-- Your goal --
Once you find the line with "let preimage = preimage_for_input(tx, input_index, sighash)?;" in the data that follows, repeat it and every line after it exactly, through the line with "fee >= self.fee_for_size(size_bytes)".

··· Data in this exercise

//! Unlocking script templates
//!
//! A template knows how to produce the unlocking script for one input once
//! the transaction is laid out, and how long that script will be, so fees can
//! be computed before signing.
//!
//! Templates read the spent output (value and locking script) from the source
//! transaction attached to the input.

pub mod cancel;
pub mod p2pkh;
pub mod purchase;

use thiserror::Error;

use crate::core::{
    preimage_for_input, Script, ScriptError, SigHashType, Transaction, TransactionError,
};
use crate::crypto::{double_sha256, KeyError, KeyPair};

pub use cancel::{CancelUnlock, CANCEL_UNLOCK_MAX_LEN};
pub use p2pkh::{P2pkhUnlock, P2PKH_UNLOCK_MAX_LEN};
pub use purchase::{max_purchase_unlock_len, PurchaseUnlock};

/// Errors raised while producing unlocking scripts
#[derive(Error, Debug)]
pub enum UnlockError {
    #[error("Transaction error: {0}")]
    Transaction(#[from] TransactionError),
    #[error("Key error: {0}")]
    Key(#[from] KeyError),
    #[error("Script error: {0}")]
    Script(#[from] ScriptError),
    #[error("Output {index}: {reason}")]
    InvalidShape { index: usize, reason: String },
    #[error("Payment of {paid} is below the price of {price}")]
    Underpayment { paid: u64, price: u64 },
    #[error("Key does not match the spent output")]
    WrongKey,
}

/// Produces the unlocking script for one input
pub trait UnlockingTemplate {
    /// Build the unlocking script for `input_index` of `tx`
    fn sign(&self, tx: &Transaction, input_index: usize) -> Result<Script, UnlockError>;

    /// Length in bytes of the script `sign` will produce
    fn estimate_length(&self, tx: &Transaction, input_index: usize)
        -> Result<usize, UnlockError>;

    /// Upper bound known without looking at the transaction, if any
    fn fixed_length(&self) -> Option<usize>;
}

/// The templates a marketplace transaction uses
#[derive(Debug, Clone)]
pub enum UnlockTemplate {
    Cancel(CancelUnlock),
    Purchase(PurchaseUnlock),
    PlainKey(P2pkhUnlock),
}

impl UnlockTemplate {
    /// Whether the script length depends on the transaction
    pub fn is_variable_length(&self) -> bool {
        self.fixed_length().is_none()
    }
}

impl UnlockingTemplate for UnlockTemplate {
    fn sign(&self, tx: &Transaction, input_index: usize) -> Result<Script, UnlockError> {
        match self {
            UnlockTemplate::Cancel(t) => t.sign(tx, input_index),
            UnlockTemplate::Purchase(t) => t.sign(tx, input_index),
            UnlockTemplate::PlainKey(t) => t.sign(tx, input_index),
        }
    }

    fn estimate_length(
        &self,
        tx: &Transaction,
        input_index: usize,
    ) -> Result<usize, UnlockError> {
        match self {
            UnlockTemplate::Cancel(t) => t.estimate_length(tx, input_index),
            UnlockTemplate::Purchase(t) => t.estimate_length(tx, input_index),
            UnlockTemplate::PlainKey(t) => t.estimate_length(tx, input_index),
        }
    }

    fn fixed_length(&self) -> Option<usize> {
        match self {
            UnlockTemplate::Cancel(t) => t.fixed_length(),
            UnlockTemplate::Purchase(t) => t.fixed_length(),
            UnlockTemplate::PlainKey(t) => t.fixed_length(),
        }
    }
}

impl From<CancelUnlock> for UnlockTemplate {
    fn from(t: CancelUnlock) -> Self {
        UnlockTemplate::Cancel(t)
    }
}

impl From<PurchaseUnlock> for UnlockTemplate {
    fn from(t: PurchaseUnlock) -> Self {
        UnlockTemplate::Purchase(t)
    }
}

impl From<P2pkhUnlock> for UnlockTemplate {
    fn from(t: P2pkhUnlock) -> Self {
        UnlockTemplate::PlainKey(t)
    }
}

/// Sign an input with `key`, returning the DER signature with its sighash byte
pub(crate) fn sign_input(
    tx: &Transaction,
    input_index: usize,
    key: &KeyPair,
    sighash: SigHashType,
) -> Result<Vec<u8>, UnlockError> {
    let preimage = preimage_for_input(tx, input_index, sighash)?;
    let mut signature = key.sign(&double_sha256(&preimage));
    signature.push(sighash.as_byte());
    Ok(signature)
}
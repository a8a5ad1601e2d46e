//! Fee accounting
//!
//! Fees are charged per serialized byte. Because unlocking scripts are not
//! known until signing, sizes are estimated from the expected unlocking
//! script length of every input.

use serde::{Deserialize, Serialize};

use super::transaction::{varint_len, TransactionOutput, INPUT_FIXED_SIZE};

// =============================================================================
// Constants
// =============================================================================

/// Default fee rate (sat/kilobyte)
pub const DEFAULT_FEE_RATE: u64 = 500;

/// Outputs below this value are not worth creating as change
pub const DUST_LIMIT: u64 = 1;

// =============================================================================
// Fee Rate
// =============================================================================

/// Fee rate in satoshis per 1000 bytes
#[derive(Debug, Clone, Copy, PartialEq, Eq, PartialOrd, Ord, Serialize, Deserialize)]
pub struct FeeRate(pub u64);

impl FeeRate {
    /// Create from satoshis per kilobyte
    pub fn from_sat_per_kb(rate: u64) -> Self {
        Self(rate)
    }

    /// Create from total fee and transaction size
    pub fn from_fee_and_size(fee: u64, size_bytes: usize) -> Self {
        if size_bytes == 0 {
            Self(0)
        } else {
            Self(fee * 1000 / size_bytes as u64)
        }
    }

    /// Calculate fee for a given size, rounding up
    pub fn fee_for_size(&self, size_bytes: usize) -> u64 {
        (self.0 * size_bytes as u64).div_ceil(1000)
    }

    /// Get rate as satoshis per kilobyte
    pub fn as_sat_per_kb(&self) -> u64 {
        self.0
    }

    /// Whether `fee` pays for `size_bytes` at this rate
    pub fn is_covered(&self, fee: u64, size_bytes: usize) -> bool {
        fee >= self.fee_for_size(size_bytes)
    }
}

impl Default for FeeRate {
    fn default() -> Self {
        Self(DEFAULT_FEE_RATE)
    }
}

// =============================================================================
// Size Estimation
// =============================================================================

/// Serialized size of an input carrying an unlocking script of `unlock_len`
pub fn input_size(unlock_len: usize) -> usize {
    INPUT_FIXED_SIZE + varint_len(unlock_len as u64) + unlock_len
}

/// Estimated size of a transaction given each input's unlocking script
/// length and the full output list
pub fn estimate_size(unlock_lens: &[usize], outputs: &[TransactionOutput]) -> usize {
    let inputs: usize = unlock_lens.iter().map(|len| input_size(*len)).sum();
    let outputs_size: usize = outputs.iter().map(TransactionOutput::size).sum();
    8 + varint_len(unlock_lens.len() as u64)
        + inputs
        + varint_len(outputs.len() as u64)
        + outputs_size
}
//! Salelock CLI Application
//!
//! A developer tool for rendering sale-lock scripts and exercising the
//! marketplace flows against an in-process chain.

mod cli;

use clap::{Parser, Subcommand};
use std::path::PathBuf;

#[derive(Parser)]
#[command(name = "salelock")]
#[command(author = "Darshan")]
#[command(version = "0.1.0")]
#[command(about = "Escrow-free sale-lock transactions for unique tokens", long_about = None)]
struct Cli {
    /// Marketplace configuration file (JSON)
    #[arg(short, long)]
    config: Option<PathBuf>,

    /// Use testnet address versions
    #[arg(long)]
    testnet: bool,

    #[command(subcommand)]
    command: Commands,
}

#[derive(Subcommand)]
enum Commands {
    /// Generate a key pair
    Keygen,

    /// Render a sale-lock script from terms
    Render {
        /// Address allowed to cancel the listing
        #[arg(long)]
        cancel: String,

        /// Address receiving the payment
        #[arg(long)]
        payee: String,

        /// Price in satoshis
        #[arg(short, long)]
        price: u64,

        /// Asset identifier
        #[arg(short, long)]
        asset_id: String,

        /// Item metadata (UTF-8 text)
        #[arg(short, long, default_value = "")]
        metadata: String,

        /// Item metadata as hex, instead of --metadata
        #[arg(long)]
        metadata_hex: Option<String>,
    },

    /// Recover sale terms from a script
    Parse {
        /// Locking script hex
        script: String,
    },

    /// Write the default configuration file
    InitConfig {
        /// Output file path
        #[arg(short, long, default_value = "salelock.json")]
        output: PathBuf,
    },

    /// Run list, purchase and cancel on an in-process chain
    Simulate {
        /// Listing price in satoshis
        #[arg(short, long, default_value = "1000")]
        price: u64,
    },
}

fn main() -> Result<(), Box<dyn std::error::Error>> {
    // Initialize logger
    env_logger::Builder::from_env(env_logger::Env::default().default_filter_or("info")).init();

    let cli = Cli::parse();
    let mut config = cli::load_config(cli.config.as_deref())?;
    if cli.testnet {
        config.address_version = cli::address_version(true);
    }

    match cli.command {
        Commands::Keygen => {
            cli::cmd_keygen(cli.testnet)?;
        }

        Commands::Render {
            cancel,
            payee,
            price,
            asset_id,
            metadata,
            metadata_hex,
        } => {
            let metadata = match metadata_hex {
                Some(hex_metadata) => hex::decode(hex_metadata)?,
                None => metadata.into_bytes(),
            };
            cli::cmd_render(&config, &cancel, &payee, price, &asset_id, &metadata)?;
        }

        Commands::Parse { script } => {
            cli::cmd_parse(&script, config.address_version)?;
        }

        Commands::InitConfig { output } => {
            cli::cmd_init_config(&output)?;
        }

        Commands::Simulate { price } => {
            cli::cmd_simulate(config, price)?;
        }
    }

    Ok(())
}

······

-- Output below --
    let preimage = preimage_for_input(tx, input_index, sighash)?;
    let mut signature = key.sign(&double_sha256(&preimage));
    signature.push(sighash.as_byte());
    Ok(signature)
}
repository a8a5ad1601e2d46e
//! Fee accounting
//!
//! Fees are charged per serialized byte. Because unlocking scripts are not
//! known until signing, sizes are estimated from the expected unlocking
//! script length of every input.

use serde::{Deserialize, Serialize};

use super::transaction::{varint_len, TransactionOutput, INPUT_FIXED_SIZE};

// =============================================================================
// Constants
// =============================================================================

/// Default fee rate (sat/kilobyte)
pub const DEFAULT_FEE_RATE: u64 = 500;

/// Outputs below this value are not worth creating as change
pub const DUST_LIMIT: u64 = 1;

// =============================================================================
// Fee Rate
// =============================================================================

/// Fee rate in satoshis per 1000 bytes
#[derive(Debug, Clone, Copy, PartialEq, Eq, PartialOrd, Ord, Serialize, Deserialize)]
pub struct FeeRate(pub u64);

impl FeeRate {
    /// Create from satoshis per kilobyte
    pub fn from_sat_per_kb(rate: u64) -> Self {
        Self(rate)
    }

    /// Create from total fee and transaction size
    pub fn from_fee_and_size(fee: u64, size_bytes: usize) -> Self {
        if size_bytes == 0 {
            Self(0)
        } else {
            Self(fee * 1000 / size_bytes as u64)
        }
    }

    /// Calculate fee for a given size, rounding up
    pub fn fee_for_size(&self, size_bytes: usize) -> u64 {
        (self.0 * size_bytes as u64).div_ceil(1000)
    }

    /// Get rate as satoshis per kilobyte
    pub fn as_sat_per_kb(&self) -> u64 {
        self.0
    }

    /// Whether `fee` pays for `size_bytes` at this rate
    pub fn is_covered(&self, fee: u64, size_bytes: usize) -> bool {
        fee >= self.fee_for_size(size_bytes)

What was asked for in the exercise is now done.